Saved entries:
BEGIN
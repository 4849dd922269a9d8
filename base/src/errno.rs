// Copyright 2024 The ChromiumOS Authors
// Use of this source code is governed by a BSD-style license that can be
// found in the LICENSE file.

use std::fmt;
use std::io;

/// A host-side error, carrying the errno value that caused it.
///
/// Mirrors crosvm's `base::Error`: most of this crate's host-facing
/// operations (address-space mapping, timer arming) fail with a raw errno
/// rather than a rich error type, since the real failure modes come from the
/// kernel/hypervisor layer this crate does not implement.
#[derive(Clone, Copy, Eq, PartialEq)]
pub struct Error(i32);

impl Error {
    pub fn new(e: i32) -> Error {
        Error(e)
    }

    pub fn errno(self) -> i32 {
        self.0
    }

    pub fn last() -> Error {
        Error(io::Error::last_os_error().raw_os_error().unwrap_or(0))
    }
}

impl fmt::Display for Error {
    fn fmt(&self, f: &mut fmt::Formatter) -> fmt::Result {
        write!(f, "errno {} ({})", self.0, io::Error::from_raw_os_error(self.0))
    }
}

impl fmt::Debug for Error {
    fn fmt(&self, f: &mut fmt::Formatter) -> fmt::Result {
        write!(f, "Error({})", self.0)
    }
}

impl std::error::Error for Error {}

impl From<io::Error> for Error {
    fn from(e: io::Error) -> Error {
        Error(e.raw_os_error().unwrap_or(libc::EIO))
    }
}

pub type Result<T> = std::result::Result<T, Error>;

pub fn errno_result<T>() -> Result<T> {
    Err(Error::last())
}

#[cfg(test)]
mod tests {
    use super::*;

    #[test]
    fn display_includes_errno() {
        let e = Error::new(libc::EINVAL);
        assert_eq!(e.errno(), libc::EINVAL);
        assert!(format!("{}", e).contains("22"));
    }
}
END
§ **What you should do**
Could you print, exactly and with nothing else, the lines from the one containing "use super::*;" through the last line of the records above?

§ **Written response**
    use super::*;

    #[test]
    fn display_includes_errno() {
        let e = Error::new(libc::EINVAL);
        assert_eq!(e.errno(), libc::EINVAL);
        assert!(format!("{}", e).contains("22"));
    }
}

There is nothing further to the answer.